Não sei se lhe salvei a vida. Talvez. Mas não é o mais importante.
Dele pouco sei, apenas que se chama António e que não é de Lisboa.
O acidente aconteceu à minha frente, pelo que fui o primeiro a sair do carro e a prestar os primeiros socorros. Quem ia parando no IC 2 tinha dificuldade em se aproximar. É das imagens que nunca mais esquecemos: alguém com a garganta aberta e a jorrar sangue.
Ao fim de 19 guerras, aquele momento não me impressionou. Encher as mãos de sangue para lhe estancar a hemorragia foi um impulso natural. Enquanto esperava pela chegada da ambulância, agarrei-o nos meus braços e temi perdê-lo antes da chegada do INEM. Dei por mim a reviver uma situação semelhante há dez anos, em Angola, durante os combates no planalto central.
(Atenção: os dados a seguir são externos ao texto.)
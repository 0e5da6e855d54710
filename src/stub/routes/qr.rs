//! QR Routes
//!
//! - POST /api/v1/public/qr - Create a QR code
//! - GET /api/v1/public/qr - List QR codes (newest first, paginated)
//! - GET /api/v1/public/qr/:id - Get a QR code
//! - PATCH /api/v1/public/qr/:id - Update name, destination or active flag
//! - DELETE /api/v1/public/qr/:id - Delete a QR code
//! - GET /api/v1/public/qr/:id/analytics - Scan analytics

use axum::{
    extract::{
        rejection::{JsonRejection, QueryRejection},
        Path, Query, State,
    },
    http::StatusCode,
    Extension, Json,
};
use serde::Deserialize;
use std::sync::Arc;

use crate::model::{ApiResponse, PageMeta, QrAnalytics, QrCode, UpdateQrRequest};
use crate::stub::error::StubResult;
use crate::stub::state::StubState;
use crate::stub::store::AuthContext;
use crate::stub::validate::{validate_create, validate_update, CreateQrBody};

/// Largest page a single list request may ask for
const MAX_PAGE_SIZE: u32 = 100;

#[derive(Debug, Deserialize)]
#[serde(rename_all = "camelCase")]
pub struct ListQuery {
    #[serde(default)]
    pub page: Option<u32>,
    #[serde(default)]
    pub limit: Option<u32>,
    #[serde(default, alias = "search")]
    pub search_term: Option<String>,
}

/// POST /api/v1/public/qr
pub async fn create_qr(
    State(state): State<Arc<StubState>>,
    Extension(auth): Extension<AuthContext>,
    payload: Result<Json<CreateQrBody>, JsonRejection>,
) -> StubResult<(StatusCode, Json<ApiResponse<QrCode>>)> {
    let Json(body) = payload?;
    let now = chrono::Utc::now();
    let new = validate_create(body, now)?;

    let qr = state.store.write().await.create_qr(&auth.account, new, now)?;

    tracing::info!(qr_id = %qr.id, short_code = %qr.short_code, "Created QR code");

    Ok((
        StatusCode::CREATED,
        Json(ApiResponse::ok("QR code created successfully", qr)),
    ))
}

/// GET /api/v1/public/qr?page=&limit=&searchTerm=
pub async fn list_qr(
    State(state): State<Arc<StubState>>,
    Extension(auth): Extension<AuthContext>,
    query: Result<Query<ListQuery>, QueryRejection>,
) -> StubResult<Json<ApiResponse<Vec<QrCode>>>> {
    let Query(query) = query?;
    let page = query.page.unwrap_or(1).max(1);
    let limit = query.limit.unwrap_or(10).clamp(1, MAX_PAGE_SIZE);

    let (items, total) = state.store.write().await.list_qr(
        &auth.account,
        page,
        limit,
        query.search_term.as_deref(),
        chrono::Utc::now(),
    );

    Ok(Json(ApiResponse::paged(
        "QR codes retrieved successfully",
        items,
        PageMeta { page, limit, total },
    )))
}

/// GET /api/v1/public/qr/:id
pub async fn get_qr(
    State(state): State<Arc<StubState>>,
    Extension(auth): Extension<AuthContext>,
    Path(id): Path<String>,
) -> StubResult<Json<ApiResponse<QrCode>>> {
    let qr = state
        .store
        .write()
        .await
        .get_qr(&auth.account, &id, chrono::Utc::now())?;

    Ok(Json(ApiResponse::ok("QR code retrieved successfully", qr)))
}

/// PATCH /api/v1/public/qr/:id
pub async fn update_qr(
    State(state): State<Arc<StubState>>,
    Extension(auth): Extension<AuthContext>,
    Path(id): Path<String>,
    payload: Result<Json<UpdateQrRequest>, JsonRejection>,
) -> StubResult<Json<ApiResponse<QrCode>>> {
    let Json(update) = payload?;
    let update = validate_update(update)?;

    let qr = state
        .store
        .write()
        .await
        .update_qr(&auth.account, &id, update, chrono::Utc::now())?;

    tracing::info!(qr_id = %qr.id, "Updated QR code");

    Ok(Json(ApiResponse::ok("QR code updated successfully", qr)))
}

/// DELETE /api/v1/public/qr/:id
pub async fn delete_qr(
    State(state): State<Arc<StubState>>,
    Extension(auth): Extension<AuthContext>,
    Path(id): Path<String>,
) -> StubResult<Json<ApiResponse<serde_json::Value>>> {
    state.store.write().await.delete_qr(&auth.account, &id)?;

    tracing::info!(qr_id = %id, "Deleted QR code");

    Ok(Json(ApiResponse::ok(
        "QR code deleted successfully",
        serde_json::json!({ "message": "QR code deleted successfully" }),
    )))
}

/// GET /api/v1/public/qr/:id/analytics
pub async fn qr_analytics(
    State(state): State<Arc<StubState>>,
    Extension(auth): Extension<AuthContext>,
    Path(id): Path<String>,
) -> StubResult<Json<ApiResponse<QrAnalytics>>> {
    let analytics = state
        .store
        .write()
        .await
        .analytics(&auth.account, &id, chrono::Utc::now())?;

    Ok(Json(ApiResponse::ok(
        "QR code analytics retrieved successfully",
        analytics,
    )))
}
A sirene trouxe-me de volta.
Quando o António foi levado para o Hospital S. José, entrei no meu carro a pensar nas pessoas à minha volta que deviam passar por um momento destes. Sentir o que é estar na fronteira entre a vida e a morte.
Talvez se apercebessem de como são frágeis as suas vidas.
Talvez percebessem como está errado o ranking das suas prioridades.
Talvez perdessem muita da sua arrogância.